━━ Working data ━━

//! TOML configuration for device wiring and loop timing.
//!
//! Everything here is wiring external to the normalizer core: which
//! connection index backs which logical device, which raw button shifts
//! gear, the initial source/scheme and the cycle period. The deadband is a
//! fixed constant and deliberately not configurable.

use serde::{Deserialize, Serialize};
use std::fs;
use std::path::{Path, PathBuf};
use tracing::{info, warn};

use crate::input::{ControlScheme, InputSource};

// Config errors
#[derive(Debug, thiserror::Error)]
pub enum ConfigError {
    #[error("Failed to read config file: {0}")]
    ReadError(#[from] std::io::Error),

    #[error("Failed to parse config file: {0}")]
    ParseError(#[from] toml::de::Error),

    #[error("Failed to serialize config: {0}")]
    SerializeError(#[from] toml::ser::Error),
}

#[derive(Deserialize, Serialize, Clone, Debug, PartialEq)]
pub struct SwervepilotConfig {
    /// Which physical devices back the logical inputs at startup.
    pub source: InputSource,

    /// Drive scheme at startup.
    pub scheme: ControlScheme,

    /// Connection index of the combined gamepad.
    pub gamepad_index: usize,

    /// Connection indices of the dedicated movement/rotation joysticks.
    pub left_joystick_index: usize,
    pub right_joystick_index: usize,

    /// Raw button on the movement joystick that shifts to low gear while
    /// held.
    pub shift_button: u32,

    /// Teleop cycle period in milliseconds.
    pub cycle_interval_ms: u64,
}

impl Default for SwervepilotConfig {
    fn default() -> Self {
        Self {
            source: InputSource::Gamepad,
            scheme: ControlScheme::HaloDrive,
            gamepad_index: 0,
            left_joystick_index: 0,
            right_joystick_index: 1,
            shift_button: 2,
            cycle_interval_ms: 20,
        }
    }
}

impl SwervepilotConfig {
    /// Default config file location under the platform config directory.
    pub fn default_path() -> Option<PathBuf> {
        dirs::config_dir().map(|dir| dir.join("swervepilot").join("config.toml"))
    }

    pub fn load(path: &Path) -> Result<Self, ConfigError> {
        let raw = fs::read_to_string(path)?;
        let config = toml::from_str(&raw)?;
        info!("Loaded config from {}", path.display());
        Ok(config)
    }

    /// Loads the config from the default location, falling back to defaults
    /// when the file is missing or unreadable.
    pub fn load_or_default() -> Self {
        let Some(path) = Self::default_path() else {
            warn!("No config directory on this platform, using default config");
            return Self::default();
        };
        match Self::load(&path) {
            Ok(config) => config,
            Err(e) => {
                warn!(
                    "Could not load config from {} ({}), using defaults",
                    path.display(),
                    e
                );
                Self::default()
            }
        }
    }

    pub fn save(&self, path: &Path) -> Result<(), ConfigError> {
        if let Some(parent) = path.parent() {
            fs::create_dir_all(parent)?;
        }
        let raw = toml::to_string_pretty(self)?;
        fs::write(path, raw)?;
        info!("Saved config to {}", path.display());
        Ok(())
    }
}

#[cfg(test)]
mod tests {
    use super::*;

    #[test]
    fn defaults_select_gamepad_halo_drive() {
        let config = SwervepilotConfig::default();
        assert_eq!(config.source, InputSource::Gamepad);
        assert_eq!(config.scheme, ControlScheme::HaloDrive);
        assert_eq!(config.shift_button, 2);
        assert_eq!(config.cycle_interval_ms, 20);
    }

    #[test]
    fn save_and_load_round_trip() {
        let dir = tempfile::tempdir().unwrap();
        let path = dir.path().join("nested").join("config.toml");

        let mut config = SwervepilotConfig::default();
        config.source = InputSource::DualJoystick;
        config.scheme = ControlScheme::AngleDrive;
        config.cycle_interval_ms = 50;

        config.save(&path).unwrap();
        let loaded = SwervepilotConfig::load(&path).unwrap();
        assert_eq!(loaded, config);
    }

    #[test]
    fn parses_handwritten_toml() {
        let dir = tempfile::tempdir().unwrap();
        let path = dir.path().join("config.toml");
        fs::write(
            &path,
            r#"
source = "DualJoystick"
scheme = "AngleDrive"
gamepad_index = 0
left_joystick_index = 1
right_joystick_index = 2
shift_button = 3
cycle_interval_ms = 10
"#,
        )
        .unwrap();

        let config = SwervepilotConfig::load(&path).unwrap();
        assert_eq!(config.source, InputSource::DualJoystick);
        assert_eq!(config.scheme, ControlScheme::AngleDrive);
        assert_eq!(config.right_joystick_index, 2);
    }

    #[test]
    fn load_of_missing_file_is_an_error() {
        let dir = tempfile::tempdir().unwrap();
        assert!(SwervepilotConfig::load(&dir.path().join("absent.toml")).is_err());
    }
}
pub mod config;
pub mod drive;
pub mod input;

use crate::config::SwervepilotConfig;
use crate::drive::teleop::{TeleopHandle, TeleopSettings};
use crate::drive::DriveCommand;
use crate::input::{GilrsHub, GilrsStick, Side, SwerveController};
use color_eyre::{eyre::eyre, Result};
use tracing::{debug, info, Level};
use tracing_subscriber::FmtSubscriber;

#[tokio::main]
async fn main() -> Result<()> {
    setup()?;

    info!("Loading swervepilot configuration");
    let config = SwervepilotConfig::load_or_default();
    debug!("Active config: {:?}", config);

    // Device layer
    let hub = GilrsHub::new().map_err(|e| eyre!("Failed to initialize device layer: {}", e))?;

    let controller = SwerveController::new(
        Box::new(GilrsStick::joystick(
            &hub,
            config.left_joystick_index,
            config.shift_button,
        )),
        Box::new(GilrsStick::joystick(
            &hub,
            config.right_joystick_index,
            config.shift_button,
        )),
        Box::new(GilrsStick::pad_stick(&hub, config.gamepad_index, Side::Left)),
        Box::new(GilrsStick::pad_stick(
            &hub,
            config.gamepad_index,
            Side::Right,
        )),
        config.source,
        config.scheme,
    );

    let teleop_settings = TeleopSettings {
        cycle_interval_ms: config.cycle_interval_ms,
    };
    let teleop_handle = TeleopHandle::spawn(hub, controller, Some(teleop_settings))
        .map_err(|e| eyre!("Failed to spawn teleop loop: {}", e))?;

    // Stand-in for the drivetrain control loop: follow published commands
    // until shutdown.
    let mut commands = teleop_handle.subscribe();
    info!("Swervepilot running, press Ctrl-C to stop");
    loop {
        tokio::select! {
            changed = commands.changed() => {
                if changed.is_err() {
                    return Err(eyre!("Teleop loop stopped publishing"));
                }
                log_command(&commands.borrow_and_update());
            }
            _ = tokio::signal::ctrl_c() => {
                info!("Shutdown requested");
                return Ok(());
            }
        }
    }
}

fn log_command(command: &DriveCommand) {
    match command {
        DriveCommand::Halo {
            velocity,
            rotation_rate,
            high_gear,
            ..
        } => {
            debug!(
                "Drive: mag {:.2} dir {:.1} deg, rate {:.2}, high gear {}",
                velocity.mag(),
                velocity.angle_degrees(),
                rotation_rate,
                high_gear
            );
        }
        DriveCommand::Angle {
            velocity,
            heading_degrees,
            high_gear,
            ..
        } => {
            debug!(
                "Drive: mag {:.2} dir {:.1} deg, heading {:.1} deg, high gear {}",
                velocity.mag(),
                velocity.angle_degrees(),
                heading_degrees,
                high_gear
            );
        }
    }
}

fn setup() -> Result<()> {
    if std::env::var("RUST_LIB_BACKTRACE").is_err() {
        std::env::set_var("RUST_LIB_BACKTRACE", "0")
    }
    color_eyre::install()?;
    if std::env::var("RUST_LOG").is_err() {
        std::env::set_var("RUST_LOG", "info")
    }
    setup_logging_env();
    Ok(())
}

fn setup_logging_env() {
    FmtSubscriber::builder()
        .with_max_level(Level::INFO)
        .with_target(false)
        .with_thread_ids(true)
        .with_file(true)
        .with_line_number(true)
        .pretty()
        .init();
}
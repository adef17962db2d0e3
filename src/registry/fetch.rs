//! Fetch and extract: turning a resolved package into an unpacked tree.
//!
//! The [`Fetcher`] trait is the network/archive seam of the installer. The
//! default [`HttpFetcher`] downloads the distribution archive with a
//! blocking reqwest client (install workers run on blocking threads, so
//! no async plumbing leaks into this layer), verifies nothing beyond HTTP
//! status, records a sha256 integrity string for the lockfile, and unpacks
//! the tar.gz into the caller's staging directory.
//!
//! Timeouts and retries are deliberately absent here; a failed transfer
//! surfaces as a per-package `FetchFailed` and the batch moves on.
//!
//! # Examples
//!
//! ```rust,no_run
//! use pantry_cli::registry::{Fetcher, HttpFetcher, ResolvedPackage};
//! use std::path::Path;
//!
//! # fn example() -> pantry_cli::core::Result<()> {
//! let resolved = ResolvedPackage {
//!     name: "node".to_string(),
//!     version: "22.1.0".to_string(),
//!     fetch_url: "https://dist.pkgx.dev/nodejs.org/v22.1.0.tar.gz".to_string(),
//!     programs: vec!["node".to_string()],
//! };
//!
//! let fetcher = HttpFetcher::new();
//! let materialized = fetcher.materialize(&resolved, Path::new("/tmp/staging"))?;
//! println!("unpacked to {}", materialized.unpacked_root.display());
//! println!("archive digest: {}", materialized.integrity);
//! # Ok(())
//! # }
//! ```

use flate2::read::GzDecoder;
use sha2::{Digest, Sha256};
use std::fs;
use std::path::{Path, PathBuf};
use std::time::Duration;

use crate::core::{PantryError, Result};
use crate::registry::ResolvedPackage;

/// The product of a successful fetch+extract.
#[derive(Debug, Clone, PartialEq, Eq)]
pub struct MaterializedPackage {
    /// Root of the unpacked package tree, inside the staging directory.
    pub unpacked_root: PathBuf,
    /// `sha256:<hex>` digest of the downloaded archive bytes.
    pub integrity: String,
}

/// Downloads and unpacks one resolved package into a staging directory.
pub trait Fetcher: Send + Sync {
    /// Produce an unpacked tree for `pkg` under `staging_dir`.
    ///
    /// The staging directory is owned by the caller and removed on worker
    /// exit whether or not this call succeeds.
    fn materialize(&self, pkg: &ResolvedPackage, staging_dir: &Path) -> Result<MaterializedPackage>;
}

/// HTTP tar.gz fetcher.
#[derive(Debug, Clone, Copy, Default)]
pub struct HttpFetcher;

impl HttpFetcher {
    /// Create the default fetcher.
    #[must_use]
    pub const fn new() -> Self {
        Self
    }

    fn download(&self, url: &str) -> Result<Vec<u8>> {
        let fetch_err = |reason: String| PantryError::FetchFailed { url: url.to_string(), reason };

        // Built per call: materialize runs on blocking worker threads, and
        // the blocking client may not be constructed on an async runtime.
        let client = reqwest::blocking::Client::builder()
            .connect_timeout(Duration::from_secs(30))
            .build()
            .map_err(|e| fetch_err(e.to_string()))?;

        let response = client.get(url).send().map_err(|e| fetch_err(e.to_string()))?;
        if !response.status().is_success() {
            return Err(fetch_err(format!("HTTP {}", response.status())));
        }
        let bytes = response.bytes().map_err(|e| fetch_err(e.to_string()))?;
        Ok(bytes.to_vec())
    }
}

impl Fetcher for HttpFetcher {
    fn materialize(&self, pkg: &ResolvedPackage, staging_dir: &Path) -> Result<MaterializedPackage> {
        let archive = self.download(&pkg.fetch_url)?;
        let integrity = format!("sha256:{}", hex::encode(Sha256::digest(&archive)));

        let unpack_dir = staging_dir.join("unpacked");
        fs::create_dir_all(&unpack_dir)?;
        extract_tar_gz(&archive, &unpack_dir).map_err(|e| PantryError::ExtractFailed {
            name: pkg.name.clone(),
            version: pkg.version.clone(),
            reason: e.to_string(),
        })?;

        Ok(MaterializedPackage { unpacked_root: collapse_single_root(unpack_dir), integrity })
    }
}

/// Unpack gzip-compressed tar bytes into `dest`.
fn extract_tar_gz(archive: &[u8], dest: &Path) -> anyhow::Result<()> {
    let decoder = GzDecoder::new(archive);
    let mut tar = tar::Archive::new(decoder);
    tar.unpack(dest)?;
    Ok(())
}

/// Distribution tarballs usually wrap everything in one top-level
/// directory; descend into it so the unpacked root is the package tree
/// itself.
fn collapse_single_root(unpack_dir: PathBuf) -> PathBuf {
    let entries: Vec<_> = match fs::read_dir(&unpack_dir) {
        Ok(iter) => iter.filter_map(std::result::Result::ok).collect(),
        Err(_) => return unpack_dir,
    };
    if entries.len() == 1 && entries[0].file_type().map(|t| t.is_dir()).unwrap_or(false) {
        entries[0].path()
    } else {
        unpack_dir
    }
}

━━━

How to complete this task
Go through the listing and say how many lines contain the string "blocking", offering only the number.

Output for this exercise
4